Underlying all of the agency services is the notion of building trust – growing strong relationships with Digital Glue’s own clients, but reinforcing the message so their clients go on and strengthen trust with their own customer base.

For Nikki it’s vital her clients recognise that people no longer buy a product simply for the functionality. People now want to believe in something more, and for customers to do that they have to trust the company they buy from.

“You’re helping your clients to understand more about the relationship between them and their customers. So it’s important to use that messaging to help customers see the whole of the business, not just the product they’re thinking of buying.” – Katie

The power of messaging through learning

A great example of this system in action is the development of a series of Digital Glue webinars launching this month called The Power of Messaging. The three webinars will look at how impactful messaging can attract new, engaged customers through websites and branding.

Katie loves the marketing tool of reaching new clients by offering free learning opportunities in the shape of webinars.

Marketing the marketing

As much as the webinars are a tool to attract new customers, Digital Glue has to find a way to promote the webinars to a wide audience.

They plan to use a combination of:

  • Organic and paid promotions on LinkedIn
  • Posts on Digital Glue’s own profiles
  • Using personal profiles on LinkedIn
  • Email marketing to mailing list database

Before covid-19, the agency would host regular face-to-face events. Post lockdown, this has now moved online to webinar events.

To expand their reach, they looked for new ways to introduce their work to a wider audience by rating guest blogs and appearing as guests on brilliant, industry-specific webinars (like this one!)

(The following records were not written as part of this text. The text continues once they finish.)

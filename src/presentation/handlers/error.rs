use axum::Json;
use axum::http::StatusCode;
use axum::response::{IntoResponse, Response};
use serde::Serialize;

use crate::application::services::TranscriptionPipelineError;

#[derive(Serialize)]
pub struct ErrorResponse {
    pub error: String,
}

/// Every failure a handler can surface, rendered as `{"error": message}`.
#[derive(Debug, thiserror::Error)]
pub enum ApiError {
    #[error(transparent)]
    Transcription(#[from] TranscriptionPipelineError),
    #[error("{0}")]
    BadRequest(String),
    #[error("{0}")]
    PayloadTooLarge(String),
    #[error("{0}")]
    Internal(String),
}

impl ApiError {
    /// Extractor rejections surface as 400, except oversized bodies which keep 413.
    pub fn from_rejection(status: StatusCode, message: String) -> Self {
        if status == StatusCode::PAYLOAD_TOO_LARGE {
            Self::PayloadTooLarge(message)
        } else {
            Self::BadRequest(message)
        }
    }

    /// Body rejections on the JSON-only routes are 500s, as any other
    /// failure there; oversized bodies still keep 413.
    pub fn from_body_rejection(status: StatusCode, message: String) -> Self {
        if status == StatusCode::PAYLOAD_TOO_LARGE {
            Self::PayloadTooLarge(message)
        } else {
            Self::Internal(message)
        }
    }

    pub fn status(&self) -> StatusCode {
        match self {
            Self::Transcription(e) => match e {
                TranscriptionPipelineError::InvalidRequest(_)
                | TranscriptionPipelineError::EmptyAudio
                | TranscriptionPipelineError::NotFound(_) => StatusCode::BAD_REQUEST,
                TranscriptionPipelineError::TimedOut(_) => StatusCode::GATEWAY_TIMEOUT,
                TranscriptionPipelineError::TranscriptionFailed(_)
                | TranscriptionPipelineError::Scratch(_) => StatusCode::INTERNAL_SERVER_ERROR,
            },
            Self::BadRequest(_) => StatusCode::BAD_REQUEST,
            Self::PayloadTooLarge(_) => StatusCode::PAYLOAD_TOO_LARGE,
            Self::Internal(_) => StatusCode::INTERNAL_SERVER_ERROR,
        }
    }
}

impl IntoResponse for ApiError {
    fn into_response(self) -> Response {
        let status = self.status();
        if status.is_server_error() {
            tracing::error!(status = status.as_u16(), error = %self, "Request failed");
        } else {
            tracing::warn!(status = status.as_u16(), error = %self, "Request rejected");
        }

        (
            status,
            Json(ErrorResponse {
                error: self.to_string(),
            }),
        )
            .into_response()
    }
}
use crate::presentation::config::{Environment, LoggingSettings};

use super::init_tracing::DEFAULT_FILTER;

/// Resolved logging options handed to [`super::init_tracing`].
#[derive(Debug, Clone)]
pub struct TracingConfig {
    pub environment: String,
    pub json_format: bool,
    pub filter: String,
}

impl TracingConfig {
    /// `LOG_FORMAT=json` forces JSON output regardless of the settings file.
    pub fn from_settings(settings: &LoggingSettings, environment: Environment) -> Self {
        let json_from_env = std::env::var("LOG_FORMAT")
            .map(|v| v.eq_ignore_ascii_case("json"))
            .unwrap_or(false);

        let filter = match settings.level.trim() {
            "" => DEFAULT_FILTER.to_string(),
            level if level.contains('=') || level.contains(',') => level.to_string(),
            level => format!("{level},oratio=debug,tower_http=debug"),
        };

        Self {
            environment: environment.to_string(),
            json_format: settings.enable_json || json_from_env,
            filter,
        }
    }
}

impl Default for TracingConfig {
    fn default() -> Self {
        Self {
            environment: std::env::var("APP_ENVIRONMENT").unwrap_or_else(|_| "local".to_string()),
            json_format: std::env::var("LOG_FORMAT")
                .map(|v| v.eq_ignore_ascii_case("json"))
                .unwrap_or(false),
            filter: DEFAULT_FILTER.to_string(),
        }
    }
}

Digital Glue Webinar topics

The webinar event starts on 3 September, so you can already listen to the replay. You can register for the next two epic webinars and find the replays on the Digital Glue website.

3 September – How PR can attract new business

This webinar is set to give a broad overview of what PR is and how it can be used in your marketing strategy. There will also be a focus on nailing internal communications as a way to strengthen engagement with a wide audience.

10 September – How your website can attract new business

This webinar will focus on how to reach your target audience, using SEO, usability and messaging. There will also be tips and ideas on how to capture leads, how to engage with your audience and the act of selling if you have physical products.

17 September – How your brand can attract new business

The last webinar of the series will look at the importance of brand consistency, establishing your brand on social media, and creating video content to support your brand.

How to improve your website’s usability when you’ve built it yourself…

It wouldn’t be the Whin big podcast if we didn’t squeeze some juicy insight out of the experts, and this week’s episode is no different!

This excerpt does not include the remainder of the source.